The θ-subunit partially restored stimulation of exonuclease activity of the ε511 mutant in the DNA pol III core (Figure 5). The exonuclease activity of ε511 alone resulted in 15 fmol of 3′ nucleotides excised (Figure 5, lane 6), and addition of α or θ had no measurable effect on the activity of ε511 (Figure 5, lanes 7 and 8). Addition of both the α- and θ-subunits to constitute the α–ε511–θ DNA pol III core resulted in a 3.5-fold stimulation of the ε511 exonuclease activity relative to addition of α alone (Figure 5, compare lanes 7 and 9). These results directly demonstrate the ability of θ to stabilize a mutant ε protein in the DNA pol III core complex to generate increased levels of exonuclease activity, and provide further support for our recent structural studies on the θ binding site of ε [10]. This partial restoration of ε511 exonuclease activity by addition of θ to constitute the α–ε511–θ DNA pol III core is consistent with the specific contribution of θ to the proper positioning of the α7 helix of ε that might be altered by the Ile→Thr change at residue 170 leading to incorrect orientation of the ε catalytic residues in the ε511 double mutant (I170T/V215A) with respect to the α-subunit and diminished exonuclease activity in the α–ε complex. A mutation at the neighbouring residue, Leu¹⁷¹, has been shown to generate a mutator dnaQ allele [22].

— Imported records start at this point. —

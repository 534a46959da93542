//! # mantagw-storage
//!
//! [`DirectoryStore`](mantagw_core::traits::DirectoryStore)
//! implementations for mantagw: a Manta HTTP client and a local
//! filesystem store that emulates Manta directory semantics.

pub mod providers;
#[cfg(feature = "manta")]
pub mod transport;

#[cfg(feature = "local")]
pub use providers::LocalDirectoryStore;
#[cfg(feature = "manta")]
pub use providers::manta::{MantaClient, MantaClientConfig, RsaSigner, Signer};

The stimulation of ε513 mutant exonuclease activity by θ more closely resembled that with wild-type ε. The activity of ε513 alone resulted in 19 fmol of 3′ nucleotides excised (Figure 5, lane 10). Addition of the α-subunit stimulated the ε exonuclease activity by 4-fold (Figure 5, compare lanes 10 and 11), and addition of the θ-subunit alone had no effect on the ε513 activity (Figure 5, compare lanes 10 and 12). Similar to the result obtained using wild-type ε (Figure 5, lanes 2–5), addition of both the α- and θ-subunits to constitute the α–ε513–θ DNA pol III core resulted in a modest further stimulation of exonuclease activity by approx. 20% relative to addition of α alone (Figure 5, compare lanes 11 and 13). However, neither of the exonuclease activities measured in the mutant α–ε511–θ and α–ε513–θ cores were as robust as the level of activity measured in the α–ε–θ DNA pol III core (Figure 5, compare lanes 5, 9 and 13). Stimulation of the ε511 and ε513 exonuclease activities contrasted sharply with the apparent lack of stimulation of the ε504 exonuclease by the θ-subunit in the α–ε504–θ core (Figure 5, lanes 14–17). For the other 11 ε mutants that were tested, the level of exonuclease stimulation upon addition of α alone was similar to that detected upon addition of α and θ together (results not shown). These results support the idea that the θ-subunit stabilizes the α–ε interaction in the DNA pol III core, and mutations in the C-terminal region of ε can affect the apparent stabilizing effect conferred in the DNA pol III core by the θ-subunit.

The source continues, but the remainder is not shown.